Creating a Culture of Concern
“I’ve always been interested in the work words do in the world—including the nonhuman world,” says Dan Philippon, associate professor of English and cofounder of the Environmental Humanities Initiative (EHI). Philippon examines the relationship between literature and the physical environment, a study known as ecocriticism. He’s observed the way environmental literature has evolved over the past few decades, from “when it was really focused on the idea of wilderness and nature: How is nature represented in text? How are writers valuing wild places and species?
“What started to change in the ‘90s was a recognition that the nonhuman world can’t really be separated from the human world,” Philippon says. “There’s really no place on the planet anymore where you can go and not see the human footprint.”
Philippon began to envision the EHI two years ago while coteaching a class with Charlotte Melin in collaboration with the Rachel Carson Center for Environment and Society in Germany, where Philippon served as a senior fellow. (Melin is professor and chair of the U’s Department of German, Scandinavian, and Dutch.) In the course, called Transatlantic Environmental Humanities, graduate students from Minnesota traveled to Munich while German students came to the U; together they discussed environmental literature, philosophy, culture, and on-the-ground issues. “It’s an example of the kind of pedagogy we’re interested in pursuing,” Philippon says.

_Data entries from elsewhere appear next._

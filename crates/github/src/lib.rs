use std::env;

use anyhow::{Context, Result};
use ghprcomment_core::{
    Error, PullRequestGateway,
    models::{
        CommentId, ExistingComment, JobConclusion, RepositoryRef, WorkflowJob, WorkflowRun,
    },
};
use http::StatusCode;
use octocrab::{GitHubError, Octocrab};
use serde::Deserialize;

/// GitHub connection settings, read from the environment.
#[derive(Debug, Clone, Default)]
pub struct GitHubConfig {
    pub token: Option<String>,
    /// API base URL, for GitHub Enterprise Server.
    pub api_url: Option<String>,
}

impl GitHubConfig {
    pub const TOKEN_VARS: [&'static str; 2] = ["GITHUB_TOKEN", "GH_TOKEN"];
    pub const API_URL_VAR: &'static str = "GITHUB_API_URL";

    pub fn from_env() -> Self {
        let token = Self::TOKEN_VARS
            .iter()
            .find_map(|var| env::var(var).ok().filter(|v| !v.trim().is_empty()));
        let api_url = env::var(Self::API_URL_VAR).ok().filter(|v| !v.trim().is_empty());
        Self { token, api_url }
    }

    pub fn build_client(&self) -> Result<Octocrab> {
        let mut builder = Octocrab::builder();
        if let Some(api_url) = &self.api_url {
            builder = builder
                .base_uri(api_url.as_str())
                .with_context(|| format!("Invalid GitHub API URL {api_url}"))?;
        }
        let client = match &self.token {
            Some(token) => builder.personal_token(token.clone()).build(),
            None => {
                tracing::warn!(
                    "No GitHub token found in {}, using anonymous access",
                    Self::TOKEN_VARS.join(" or ")
                );
                builder.build()
            }
        };
        client.context("Failed to create GitHub client")
    }
}

fn is_not_found(err: &octocrab::Error) -> bool {
    matches!(
        err,
        octocrab::Error::GitHub { source, .. }
            if matches!(**source, GitHubError { status_code: StatusCode::NOT_FOUND, .. })
    )
}

#[derive(serde::Serialize)]
struct PageParams {
    #[serde(skip_serializing_if = "Option::is_none")]
    per_page: Option<u8>,
    #[serde(skip_serializing_if = "Option::is_none")]
    page: Option<u32>,
}

#[derive(Deserialize)]
struct RunResponse {
    name: Option<String>,
    /// Path of the workflow file, e.g. `.github/workflows/tests.yml`.
    path: Option<String>,
}

impl RunResponse {
    /// The run's workflow name, or its workflow file when the run has no name.
    fn workflow_name(self, run_id: u64) -> Result<String> {
        let non_empty = |v: &String| !v.trim().is_empty();
        if let Some(name) = self.name.filter(non_empty) {
            return Ok(name);
        }
        let path = self
            .path
            .filter(non_empty)
            .with_context(|| format!("Workflow run {run_id} has neither a name nor a path"))?;
        tracing::warn!("Workflow run {} has no name, using {}", run_id, path);
        Ok(path)
    }
}

#[derive(Deserialize)]
struct JobsResponse {
    total_count: u64,
    jobs: Vec<JobResponse>,
}

#[derive(Deserialize)]
struct JobResponse {
    name: String,
    conclusion: Option<String>,
}

impl From<JobResponse> for WorkflowJob {
    fn from(value: JobResponse) -> Self {
        Self {
            name: value.name,
            conclusion: value.conclusion.map(|c| c.parse().unwrap_or(JobConclusion::Other)),
        }
    }
}

/// [`PullRequestGateway`] for one pull request on GitHub.
#[derive(Clone)]
pub struct GitHubGateway {
    client: Octocrab,
    repository: RepositoryRef,
    pr_number: u64,
}

impl GitHubGateway {
    /// Checks that the repository and the pull request exist before anything
    /// on the pull request is touched.
    pub async fn connect(
        client: Octocrab,
        repository: RepositoryRef,
        pr_number: u64,
    ) -> Result<Self> {
        let RepositoryRef { owner, name } = &repository;
        tracing::info!("Connecting to {}...", repository);
        match client.repos(owner, name).get().await {
            Ok(_) => {}
            Err(e) if is_not_found(&e) => {
                return Err(Error::RepositoryReferenceInvalid(repository.to_string()).into());
            }
            Err(e) => {
                return Err(e).with_context(|| format!("Failed to fetch repository {repository}"));
            }
        }

        tracing::debug!("Pull Request number: {}", pr_number);
        match client.pulls(owner, name).get(pr_number).await {
            Ok(_) => {}
            Err(e) if is_not_found(&e) => {
                return Err(
                    Error::RepositoryReferenceInvalid(format!("{repository}#{pr_number}")).into()
                );
            }
            Err(e) => {
                return Err(e).with_context(|| {
                    format!("Failed to fetch pull request {repository}#{pr_number}")
                });
            }
        }
        Ok(Self { client, repository, pr_number })
    }

    async fn list_jobs(&self, run_id: u64) -> Result<Vec<WorkflowJob>> {
        let RepositoryRef { owner, name } = &self.repository;
        let route = format!("/repos/{owner}/{name}/actions/runs/{run_id}/jobs");
        let mut page = 1;
        let mut response: JobsResponse = self
            .client
            .get(&route, Some(&PageParams { per_page: Some(100), page: Some(page) }))
            .await?;
        let total = response.total_count as usize;
        let mut jobs = response.jobs.into_iter().map(WorkflowJob::from).collect::<Vec<_>>();
        while jobs.len() < total {
            page += 1;
            response = self
                .client
                .get(&route, Some(&PageParams { per_page: Some(100), page: Some(page) }))
                .await?;
            if response.jobs.is_empty() {
                break;
            }
            jobs.extend(response.jobs.into_iter().map(WorkflowJob::from));
        }
        Ok(jobs)
    }
}

impl PullRequestGateway for GitHubGateway {
    async fn list_comments(&self) -> Result<Vec<ExistingComment>> {
        let RepositoryRef { owner, name } = &self.repository;
        let first_page = self
            .client
            .issues(owner, name)
            .list_comments(self.pr_number)
            .per_page(100)
            .send()
            .await?;
        let comments = self.client.all_pages(first_page).await?;
        Ok(comments
            .into_iter()
            .map(|comment| ExistingComment {
                id: comment.id.into_inner(),
                body: comment.body.unwrap_or_default(),
            })
            .collect())
    }

    async fn delete_comment(&self, id: CommentId) -> Result<()> {
        let RepositoryRef { owner, name } = &self.repository;
        self.client.issues(owner, name).delete_comment(id.into()).await?;
        Ok(())
    }

    async fn create_comment(&self, body: &str) -> Result<()> {
        let RepositoryRef { owner, name } = &self.repository;
        let comment = self.client.issues(owner, name).create_comment(self.pr_number, body).await?;
        tracing::debug!("Created comment {}", comment.id);
        Ok(())
    }

    async fn workflow_run(&self, run_id: u64) -> Result<WorkflowRun> {
        let RepositoryRef { owner, name } = &self.repository;
        tracing::debug!("Fetching workflow run {}", run_id);
        let run: RunResponse = self
            .client
            .get(format!("/repos/{owner}/{name}/actions/runs/{run_id}"), None::<&()>)
            .await?;
        let jobs = self.list_jobs(run_id).await.context("Failed to fetch workflow jobs")?;
        Ok(WorkflowRun { name: run.workflow_name(run_id)?, jobs })
    }

    async fn add_label(&self, label: &str) -> Result<()> {
        let RepositoryRef { owner, name } = &self.repository;
        self.client.issues(owner, name).add_labels(self.pr_number, &[label.to_string()]).await?;
        Ok(())
    }

    async fn remove_label(&self, label: &str) -> Result<()> {
        let RepositoryRef { owner, name } = &self.repository;
        match self.client.issues(owner, name).remove_label(self.pr_number, label).await {
            Ok(_) => Ok(()),
            Err(e) if is_not_found(&e) => {
                tracing::debug!("Label {:?} not present on pull request", label);
                Ok(())
            }
            Err(e) => Err(e.into()),
        }
    }
}

#[cfg(test)]
mod tests {
    use super::*;

    #[test]
    fn test_job_conclusions() {
        let response: JobsResponse = serde_json::from_str(
            r#"{
                "total_count": 3,
                "jobs": [
                    { "id": 1, "name": "build", "status": "completed", "conclusion": "failure" },
                    { "id": 2, "name": "lint", "status": "in_progress", "conclusion": null },
                    { "id": 3, "name": "tests", "status": "completed", "conclusion": "startup_failure" }
                ]
            }"#,
        )
        .unwrap();
        let jobs: Vec<WorkflowJob> = response.jobs.into_iter().map(WorkflowJob::from).collect();
        assert_eq!(jobs, vec![
            WorkflowJob { name: "build".into(), conclusion: Some(JobConclusion::Failure) },
            WorkflowJob { name: "lint".into(), conclusion: None },
            WorkflowJob { name: "tests".into(), conclusion: Some(JobConclusion::Other) },
        ]);
    }

    #[test]
    fn test_workflow_name() {
        let run: RunResponse =
            serde_json::from_str(r#"{ "name": "Tests", "path": ".github/workflows/tests.yml" }"#)
                .unwrap();
        assert_eq!(run.workflow_name(1).unwrap(), "Tests");

        let run: RunResponse =
            serde_json::from_str(r#"{ "name": "", "path": ".github/workflows/tests.yml" }"#)
                .unwrap();
        assert_eq!(run.workflow_name(1).unwrap(), ".github/workflows/tests.yml");

        let run: RunResponse = serde_json::from_str(r#"{ "name": null }"#).unwrap();
        let err = run.workflow_name(7).unwrap_err();
        assert!(err.to_string().contains("Workflow run 7"));
    }

    #[test]
    fn test_page_params() {
        let params = PageParams { per_page: Some(100), page: None };
        assert_eq!(serde_json::to_string(&params).unwrap(), r#"{"per_page":100}"#);
    }
}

This fall, Philippon is working on a book about the sustainable food movement as exemplified by four writers and food lovers: Wendell Berry, Carlo Petrini, Julia Child, and Alice Waters. The recognition of agriculture as an environmental issue “illustrates that shift [from nature writing to environmental literature], from ‘pristine’ landscapes to working landscapes.”
He’s excited about the prospect of students and faculty from so many different disciplines nurturing each other’s work. “English, Spanish, German... science, technology, and medicine... history, art history. They’re all interested in the same thing: How do we build an environmentally healthy and just society? You can explore that question from so many different perspectives,” Philippon says.
The humanities can’t offer a quick fix, but they can help engender positive change, he says. “Environmental issues are deeply cultural. Solving them isn’t just about a technological tweak; it’s also about creating a culture of concern. This is our attempt to contribute in ways that are true to our disciplines.”